Manage your dyslexic child with authenticity
Deep down, we all have a good sense of our capabilities and limits. And so, when you tell your dyslexic child, sure you can read that or hear the |b| in “bed” and your child cannot, what is she to think? Is it scarier that I can’t read this and Mom thinks I should be able to – or that Mom doesn’t seem to know I am struggling?
At some point, a parent’s gentle encouragement turns into misdirection, causing more self-doubt.
And so, if your child is a struggling reader or has been given a dyslexia diagnosis, a change of parenting approach might be merited. Instead of sitting across the table, tutoring your child, consider moving around the table, being empathetic, sitting beside your child, validating their difficulty.
Dyslexia is a difficulty with reading that reaches a certain threshold. It’s on a continuum of reading competence with children who get off to a slow start. It’s the same phonemic awareness and/or attentiveness issues, just more so.
One thing dyslexia is not is a gift. If you are 8 years of age and are really struggling to get reading, while your friends are finding it easy, that’s no fun. Not only does it mean you are stuck, needing to learn that skill before “learn to read” becomes “read to learn.” It also has impacts on self-esteem, your attitude to learning. Yes, managing dyslexia helps children be more creative – finding workarounds – and resilient. But it’s not a battle that most 8 year olds would take on voluntarily.
And so as a parent, your #1 priority should be dyslexia treatments, like Fast ForWord by Gemm Learning, that can significantly reduce symptoms of dyslexia and help a child move towards reading proficiency. This is possible, we see it all the time in our dyslexic children. The brain is plastic and can work through the language processing impediments that cause dyslexia.
Beyond that, your role as parent is coach and #1 supporter of your dyslexic child. And that starts by keeping it real with your child.
Your Child’s Personal Experience with Dyslexia
An important starting point to managing your dyslexic child is understanding what your child might be going through.
A Google search will bring up a number of videos like this one that try explain what your child is seeing when trying to read.
At the heart of the issue for dyslexic children is that they do not process words accurately and so their word memory (used to match to text) is flawed.
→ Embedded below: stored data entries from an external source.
//! The ops context: one owner for the store, queue, metrics, alerts and
//! manifest cache, handed around by `Arc`.

use std::sync::Arc;

use anyhow::Context;
use serde_json::Value;
use tokio::sync::Notify;
use tokio::task::JoinHandle;
use tracing::{debug, info, warn};

use benchops_core::{Clock, JobId, SystemClock};
use benchops_infra::OpsConfig;
use benchops_infra::jobs::{
    FileJobStore, Job, JobQueue, JobStore, JobStoreError, JobWorker, QueueError, RecoveryReport,
};
use benchops_infra::workers::SupervisorStats;
use benchops_observability::metrics::render_text;
use benchops_observability::{
    Alert, AlertManager, AlertTransitions, MetricsCollector, MetricsSummary, QueueSnapshot,
    SloEvaluation, evaluate_slo,
};
use benchops_pipeline::{BenchmarkPipeline, ManifestCache};

use crate::worker::{BENCHMARK_JOB_TYPE, BenchmarkWorker};

pub struct OpsService {
    config: OpsConfig,
    store: Arc<FileJobStore>,
    metrics: Arc<MetricsCollector>,
    queue: JobQueue,
    alerts: AlertManager,
    manifest: Arc<ManifestCache>,
    shutdown: Arc<Notify>,
}

impl std::fmt::Debug for OpsService {
    fn fmt(&self, f: &mut std::fmt::Formatter<'_>) -> std::fmt::Result {
        f.debug_struct("OpsService")
            .field("data_dir", &self.config.data_dir)
            .field("manifest", &self.manifest.path())
            .field("queue", &self.queue.snapshot())
            .finish()
    }
}

impl OpsService {
    /// Open the job store, wire the benchmark worker and recover persisted jobs.
    pub async fn start(config: OpsConfig) -> anyhow::Result<Self> {
        Self::start_with_clock(config, Arc::new(SystemClock)).await
    }

    pub async fn start_with_clock(
        config: OpsConfig,
        clock: Arc<dyn Clock>,
    ) -> anyhow::Result<Self> {
        let jobs_dir = config.jobs_dir();
        let store = Arc::new(
            FileJobStore::open(&jobs_dir)
                .await
                .with_context(|| format!("opening job store at {}", jobs_dir.display()))?,
        );

        let window = chrono::Duration::from_std(config.metrics_window)
            .context("metrics window out of range")?;
        let metrics = Arc::new(MetricsCollector::new(window, clock.clone()));

        let queue = JobQueue::new(
            config.queue.clone(),
            store.clone(),
            metrics.clone(),
            clock.clone(),
        );

        let manifest = Arc::new(ManifestCache::new(config.manifest_path.clone()));
        queue.register_worker(
            BENCHMARK_JOB_TYPE,
            BenchmarkWorker::new(BenchmarkPipeline::new(manifest.clone())),
        );

        let alerts = AlertManager::new(clock).with_history_limit(config.alert_history_limit);

        let service = Self {
            config,
            store,
            metrics,
            queue,
            alerts,
            manifest,
            shutdown: Arc::new(Notify::new()),
        };

        let report: RecoveryReport = service
            .queue
            .recover()
            .await
            .context("recovering persisted jobs")?;
        info!(
            data_dir = %service.config.data_dir.display(),
            manifest = %service.manifest.path().display(),
            concurrency = service.config.queue.concurrency,
            requeued = report.requeued,
            rescheduled = report.rescheduled,
            interrupted = report.interrupted,
            "ops service started"
        );
        Ok(service)
    }

    pub fn config(&self) -> &OpsConfig {
        &self.config
    }

    /// Register an additional worker (see [`JobQueue::register_worker`]).
    pub fn register_worker<W: JobWorker>(&self, pattern: impl Into<String>, worker: W) {
        self.queue.register_worker(pattern, worker);
    }

    pub async fn enqueue(&self, job_type: &str, payload: Value) -> Result<Job, QueueError> {
        self.queue.enqueue(job_type, payload).await
    }

    pub fn snapshot(&self) -> QueueSnapshot {
        self.queue.snapshot()
    }

    pub fn get(&self, id: JobId) -> Result<Option<Job>, JobStoreError> {
        self.store.get(id)
    }

    pub fn list(&self, limit: usize) -> Result<Vec<Job>, JobStoreError> {
        self.store.list(limit)
    }

    pub fn record_api_request(&self, latency_ms: f64, is_error: bool) {
        self.metrics.record_api_request(latency_ms, is_error);
    }

    pub fn build_summary(&self) -> MetricsSummary {
        self.metrics.build_summary(self.queue.snapshot())
    }

    pub fn evaluate_slo(&self) -> SloEvaluation {
        evaluate_slo(&self.build_summary(), &self.config.slo)
    }

    /// Evaluate the SLOs now and fold the result into the alert set.
    pub fn reconcile_alerts(&self) -> AlertTransitions {
        let evaluation = self.evaluate_slo();
        self.alerts.reconcile(&evaluation)
    }

    pub fn active_alerts(&self) -> Vec<Alert> {
        self.alerts.active()
    }

    pub fn alert_history(&self, limit: usize) -> Vec<Alert> {
        self.alerts.history(limit)
    }

    pub fn metrics_text(&self) -> String {
        render_text(&self.build_summary())
    }

    pub fn supervisor_stats(&self) -> SupervisorStats {
        self.queue.supervisor().stats()
    }

    pub async fn wait_until_idle(&self) {
        self.queue.wait_until_idle().await;
    }

    /// Periodically evaluate SLOs and reconcile alerts until [`OpsService::shutdown`].
    pub fn spawn_slo_monitor(self: &Arc<Self>) -> JoinHandle<()> {
        let service = self.clone();
        let shutdown = self.shutdown.clone();
        let period = self.config.slo_interval;

        tokio::spawn(async move {
            info!(interval_ms = period.as_millis() as u64, "slo monitor started");

            let mut ticker = tokio::time::interval(period);
            ticker.set_missed_tick_behavior(tokio::time::MissedTickBehavior::Skip);

            loop {
                tokio::select! {
                    _ = shutdown.notified() => {
                        info!("slo monitor received shutdown signal");
                        break;
                    }
                    _ = ticker.tick() => {
                        let transitions = service.reconcile_alerts();
                        if transitions.is_empty() {
                            debug!(active = service.alerts.active().len(), "slo check complete");
                        } else {
                            warn!(
                                opened = ?transitions.opened,
                                resolved = ?transitions.resolved,
                                dropped = ?transitions.dropped,
                                "alert set changed"
                            );
                        }
                    }
                }
            }
        })
    }

    /// Stop the SLO monitor and cancel scheduled retries. Jobs already running
    /// finish on their own; interrupted ones are recovered on the next start.
    pub fn shutdown(&self) {
        self.shutdown.notify_one();
        self.queue.shutdown();
        info!("ops service shutting down");
    }
}
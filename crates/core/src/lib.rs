//! `benchops-core`: shared building blocks.
//!
//! Identifiers, the error model and the wall-clock abstraction used by every
//! other crate in the workspace. No I/O lives here.

pub mod clock;
pub mod error;
pub mod id;

pub use clock::{Clock, ManualClock, SystemClock};
pub use error::CoreError;
pub use id::JobId;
And so when a dyslexic child looks at text, there will be a few memorized words she recognizes, but also a lot of words they do not recognize. That turns the page into a puzzle rather than lines of text that should be read in line, the same way those words would be listened to.
Keeping It Real With Your Child
The first step here as the parent of a dyslexic child is to get yourself educated. Learn the symptoms of dyslexia, the causes and the tools that are available. And if you are getting outside help from the school or an outside professionals or an intervention like Gemm Learning, make sure you are on the same page, meaning that the description of what is going on, what the plan is and what lies ahead.
From there, be sure not to inadvertently dismiss your child’s struggles by being overly positive or overly encouraging. It is not easy and your child needs to know you understand that.
When it comes to explaining to your child what going on, here are two ideas.
“Why you struggle.” Reading is a miraculous feat that requires a number of skills to work perfectly. Many children learn all of these skills quite quickly, you have one or two skills that are taking a bit longer to learn. And so I can imagine, reading is really difficult when so many words look strange on the page. In most cases, the skills that is lagging is the ability to hear every sound inside a word, phonemic awareness.
“How you will improve.” Sports analogies work well. The best way to learn the skills that aren’t quite working is with practice. You know that if were to practice shooting baskets every day, you would get better. The same applies to your brain. It can learn any new skill with the right kind of practice.
Walk the Walk, Talk the Talk
Once you have shared these ideas with your child, you then need to eat your cooking. Stay strong and empathetic, and keep with the plan.
Stay strong. Do not get talked into the idea you might be a bad parent because your is struggling, or that your child is lazy because she avoids reading. And focus on helping your child overcoming the skill gaps that are holding your child back.
Stick to plan. This is about being patient Always have your child working on exercises or activities that have a chance of removing the causes of dyslexia. And in the meantime, try to help your child maintain a positive connection to reading by not providing texts that are defeating.
Dyslexia is not a life sentence. Managing your dyslexic child is a multi-tiered role. Seek interventions to deal with the underlying causes, and keep it real with your child. Knowing you understand and are on the case will help your child immeasurably.